INPUT RECORDS:
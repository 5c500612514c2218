//! Deployment reconciler that creates derived Buckets
//!
//! Existing Buckets are never updated: once a Bucket with the Deployment's
//! name exists, later annotation edits are not propagated.

use std::sync::Arc;
use std::time::Duration;

use async_trait::async_trait;
use k8s_openapi::api::apps::v1::Deployment;
use kube::api::{Api, PostParams};
use kube::runtime::controller::Action;
use kube::runtime::events::EventType;
use kube::{Client, Resource, ResourceExt};
use tracing::{debug, error, info, instrument, warn};

#[cfg(test)]
use mockall::automock;

use autobucket_common::backoff::ReconcileBackoff;
use autobucket_common::crd::Bucket;
use autobucket_common::events::{actions, reasons, EventPublisher, KubeEventPublisher};
use autobucket_common::metrics::ReconcileTimer;
use autobucket_common::{Error, FIELD_MANAGER};

use crate::derive::{desired_bucket, WorkloadAnnotationView};

/// Name reported on Events and metrics
pub const CONTROLLER_NAME: &str = "autobucket-provisioning-controller";

/// Kubernetes operations the provisioner needs
#[cfg_attr(test, automock)]
#[async_trait]
pub trait WorkloadClient: Send + Sync {
    /// Read a Deployment; None if it does not exist
    async fn get_deployment(&self, namespace: &str, name: &str)
        -> Result<Option<Deployment>, Error>;

    /// Read a Bucket; None if it does not exist
    async fn get_bucket(&self, namespace: &str, name: &str) -> Result<Option<Bucket>, Error>;

    /// Create a Bucket; Ok(false) if one with that name already exists
    async fn create_bucket(&self, bucket: &Bucket) -> Result<bool, Error>;
}

/// [`WorkloadClient`] backed by the API server
pub struct WorkloadClientImpl {
    client: Client,
}

impl WorkloadClientImpl {
    /// Wrap a kube client
    pub fn new(client: Client) -> Self {
        Self { client }
    }
}

#[async_trait]
impl WorkloadClient for WorkloadClientImpl {
    async fn get_deployment(
        &self,
        namespace: &str,
        name: &str,
    ) -> Result<Option<Deployment>, Error> {
        let api: Api<Deployment> = Api::namespaced(self.client.clone(), namespace);
        Ok(api.get_opt(name).await?)
    }

    async fn get_bucket(&self, namespace: &str, name: &str) -> Result<Option<Bucket>, Error> {
        let api: Api<Bucket> = Api::namespaced(self.client.clone(), namespace);
        Ok(api.get_opt(name).await?)
    }

    async fn create_bucket(&self, bucket: &Bucket) -> Result<bool, Error> {
        let name = bucket.name_any();
        let namespace = bucket
            .namespace()
            .ok_or_else(|| Error::validation_for(&name, "bucket has no namespace"))?;
        let api: Api<Bucket> = Api::namespaced(self.client.clone(), &namespace);
        let params = PostParams {
            field_manager: Some(FIELD_MANAGER.to_string()),
            ..Default::default()
        };

        match api.create(&params, bucket).await {
            Ok(_) => Ok(true),
            Err(kube::Error::Api(ae)) if ae.code == 409 && ae.reason == "AlreadyExists" => {
                Ok(false)
            }
            Err(e) => Err(Error::kube_for(name, e)),
        }
    }
}

/// Shared state for every provisioning reconcile
pub struct ProvisionerContext {
    /// Kubernetes access
    pub kube: Arc<dyn WorkloadClient>,
    /// Event sink
    pub events: Arc<dyn EventPublisher>,
    /// Per-object retry delays
    pub backoff: ReconcileBackoff,
}

impl ProvisionerContext {
    /// Production context
    pub fn new(client: Client) -> Self {
        Self {
            kube: Arc::new(WorkloadClientImpl::new(client.clone())),
            events: Arc::new(KubeEventPublisher::new(client, CONTROLLER_NAME)),
            backoff: ReconcileBackoff::new(),
        }
    }

    /// Context with injected collaborators
    #[cfg(test)]
    pub fn for_testing(kube: Arc<dyn WorkloadClient>, events: Arc<dyn EventPublisher>) -> Self {
        Self {
            kube,
            events,
            backoff: ReconcileBackoff::new(),
        }
    }
}

fn object_key(deployment: &Deployment) -> String {
    format!(
        "{}/{}",
        deployment.namespace().unwrap_or_default(),
        deployment.name_any()
    )
}

/// Reconcile one Deployment
#[instrument(
    skip(deployment, ctx),
    fields(deployment = %deployment.name_any(), namespace = ?deployment.namespace())
)]
pub async fn reconcile(
    deployment: Arc<Deployment>,
    ctx: Arc<ProvisionerContext>,
) -> Result<Action, Error> {
    let timer = ReconcileTimer::start("provisioner");
    match provision(&deployment, &ctx).await {
        Ok(action) => {
            ctx.backoff.reset(&object_key(&deployment));
            timer.success();
            Ok(action)
        }
        Err(e) => {
            timer.error(e.kind());
            Err(e)
        }
    }
}

async fn provision(deployment: &Deployment, ctx: &ProvisionerContext) -> Result<Action, Error> {
    let name = deployment.name_any();
    let namespace = deployment
        .namespace()
        .ok_or_else(|| Error::validation_for(&name, "deployment has no namespace"))?;

    let Some(current) = ctx.kube.get_deployment(&namespace, &name).await? else {
        debug!("deployment no longer exists");
        return Ok(Action::await_change());
    };

    let view = WorkloadAnnotationView::from_deployment(&current)?;
    if view.cloud.is_none() {
        return Ok(Action::await_change());
    }

    if ctx.kube.get_bucket(&namespace, &name).await?.is_some() {
        debug!("bucket already exists");
        return Ok(Action::await_change());
    }

    let owner = current.controller_owner_ref(&()).ok_or_else(|| {
        Error::internal_with_context("provisioner", format!("deployment {name} has no uid"))
    })?;
    let Some(bucket) = desired_bucket(&view, owner) else {
        return Ok(Action::await_change());
    };

    if !ctx.kube.create_bucket(&bucket).await? {
        debug!("bucket created concurrently");
        return Ok(Action::await_change());
    }

    info!(
        cloud = %bucket.spec.cloud,
        full_name = %bucket.spec.full_name,
        "Bucket created for deployment"
    );
    ctx.events
        .publish(
            &current.object_ref(&()),
            EventType::Normal,
            reasons::BUCKET_PROVISIONED,
            actions::PROVISION,
            Some(format!(
                "created Bucket {name} for {} bucket {}",
                bucket.spec.cloud, bucket.spec.full_name
            )),
        )
        .await;
    Ok(Action::requeue(Duration::ZERO))
}

/// Requeue policy for failed provisioning reconciles
pub fn error_policy(
    deployment: Arc<Deployment>,
    error: &Error,
    ctx: Arc<ProvisionerContext>,
) -> Action {
    let key = object_key(&deployment);
    if error.is_retryable() {
        let delay = ctx.backoff.next_delay(&key);
        warn!(
            deployment = %key,
            error = %error,
            retry_in_ms = delay.as_millis() as u64,
            "Provisioning failed, retrying"
        );
        Action::requeue(delay)
    } else {
        error!(deployment = %key, error = %error, "Provisioning failed permanently");
        Action::await_change()
    }
}

#[cfg(test)]
mod tests {
    use super::*;
    use autobucket_common::crd::{BucketCloud, BucketSpec, OnDeletePolicy};
    use autobucket_common::events::NoopEventPublisher;
    use autobucket_common::{CLOUD_ANNOTATION, NAME_PREFIX_ANNOTATION};
    use k8s_openapi::apimachinery::pkg::apis::meta::v1::ObjectMeta;
    use mockall::predicate::eq;

    fn deployment(annotations: &[(&str, &str)]) -> Deployment {
        Deployment {
            metadata: ObjectMeta {
                name: Some("test-deployment".to_string()),
                namespace: Some("default".to_string()),
                uid: Some("3f0c5a9e-0000-4000-8000-000000000002".to_string()),
                annotations: Some(
                    annotations
                        .iter()
                        .map(|(k, v)| (k.to_string(), v.to_string()))
                        .collect(),
                ),
                ..Default::default()
            },
            ..Default::default()
        }
    }

    fn kube_with(deployment: Option<Deployment>) -> MockWorkloadClient {
        let mut kube = MockWorkloadClient::new();
        kube.expect_get_deployment()
            .with(eq("default"), eq("test-deployment"))
            .returning(move |_, _| Ok(deployment.clone()));
        kube
    }

    fn context(kube: MockWorkloadClient) -> Arc<ProvisionerContext> {
        Arc::new(ProvisionerContext::for_testing(
            Arc::new(kube),
            Arc::new(NoopEventPublisher),
        ))
    }

    fn existing_bucket() -> Bucket {
        let mut bucket = Bucket::new(
            "test-deployment",
            BucketSpec {
                cloud: BucketCloud::Gcp,
                full_name: "ab-default-test-deployment".to_string(),
                on_delete_policy: OnDeletePolicy::Ignore,
            },
        );
        bucket.metadata.namespace = Some("default".to_string());
        bucket
    }

    #[tokio::test]
    async fn vanished_deployment_is_a_noop() {
        let mut kube = kube_with(None);
        kube.expect_get_bucket().never();
        kube.expect_create_bucket().never();

        let dep = deployment(&[(CLOUD_ANNOTATION, "gcp")]);
        let action = reconcile(Arc::new(dep), context(kube)).await.unwrap();
        assert_eq!(action, Action::await_change());
    }

    #[tokio::test]
    async fn unannotated_deployment_never_creates() {
        for annotations in [vec![], vec![(NAME_PREFIX_ANNOTATION, "abtest")]] {
            let dep = deployment(&annotations);
            let mut kube = kube_with(Some(dep.clone()));
            kube.expect_get_bucket().never();
            kube.expect_create_bucket().never();

            let action = reconcile(Arc::new(dep), context(kube)).await.unwrap();
            assert_eq!(action, Action::await_change());
        }
    }

    /// Story: Scenario B, an annotated Deployment gets its Bucket
    #[tokio::test]
    async fn story_annotated_deployment_gets_bucket() {
        let dep = deployment(&[(CLOUD_ANNOTATION, "gcp"), (NAME_PREFIX_ANNOTATION, "abtest")]);
        let mut kube = kube_with(Some(dep.clone()));
        kube.expect_get_bucket()
            .with(eq("default"), eq("test-deployment"))
            .returning(|_, _| Ok(None));
        kube.expect_create_bucket()
            .withf(|b| {
                b.name_any() == "test-deployment"
                    && b.namespace().as_deref() == Some("default")
                    && b.spec.cloud == BucketCloud::Gcp
                    && b.spec.full_name == "abtest-default-test-deployment"
                    && b.owner_references().iter().any(|o| {
                        o.kind == "Deployment"
                            && o.uid == "3f0c5a9e-0000-4000-8000-000000000002"
                            && o.controller == Some(true)
                    })
            })
            .times(1)
            .returning(|_| Ok(true));

        let action = reconcile(Arc::new(dep), context(kube)).await.unwrap();
        assert_eq!(action, Action::requeue(Duration::ZERO));
    }

    #[tokio::test]
    async fn existing_bucket_is_not_touched() {
        let dep = deployment(&[(CLOUD_ANNOTATION, "gcp"), (NAME_PREFIX_ANNOTATION, "changed")]);
        let mut kube = kube_with(Some(dep.clone()));
        kube.expect_get_bucket()
            .returning(|_, _| Ok(Some(existing_bucket())));
        kube.expect_create_bucket().never();

        let action = reconcile(Arc::new(dep), context(kube)).await.unwrap();
        assert_eq!(action, Action::await_change());
    }

    #[tokio::test]
    async fn racing_create_counts_as_present() {
        let dep = deployment(&[(CLOUD_ANNOTATION, "gcp")]);
        let mut kube = kube_with(Some(dep.clone()));
        kube.expect_get_bucket().returning(|_, _| Ok(None));
        kube.expect_create_bucket().times(1).returning(|_| Ok(false));

        let action = reconcile(Arc::new(dep), context(kube)).await.unwrap();
        assert_eq!(action, Action::await_change());
    }

    #[tokio::test]
    async fn deployment_without_uid_fails_retryably() {
        let mut dep = deployment(&[(CLOUD_ANNOTATION, "gcp")]);
        dep.metadata.uid = None;
        let mut kube = kube_with(Some(dep.clone()));
        kube.expect_get_bucket().returning(|_, _| Ok(None));
        kube.expect_create_bucket().never();

        let ctx = context(kube);
        let err = reconcile(Arc::new(dep.clone()), ctx.clone())
            .await
            .unwrap_err();
        assert!(err.is_retryable());

        let action = error_policy(Arc::new(dep), &err, ctx.clone());
        assert_ne!(action, Action::await_change());
        assert_eq!(ctx.backoff.failures("default/test-deployment"), 1);
    }

    #[test]
    fn validation_errors_wait_for_change() {
        let ctx = context(MockWorkloadClient::new());
        let err = Error::validation_for("test-deployment", "deployment has no namespace");
        let action = error_policy(Arc::new(deployment(&[])), &err, ctx);
        assert_eq!(action, Action::await_change());
    }
}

WHAT TO DO:
Quote the data above verbatim from its first line to the line that includes "use k8s_openapi::api::apps::v1::Deployment;", with both boundary lines retained.

ANSWER TO THE PROBLEM:
repository 5c500612514c2218
//! Deployment reconciler that creates derived Buckets
//!
//! Existing Buckets are never updated: once a Bucket with the Deployment's
//! name exists, later annotation edits are not propagated.

use std::sync::Arc;
use std::time::Duration;

use async_trait::async_trait;
use k8s_openapi::api::apps::v1::Deployment;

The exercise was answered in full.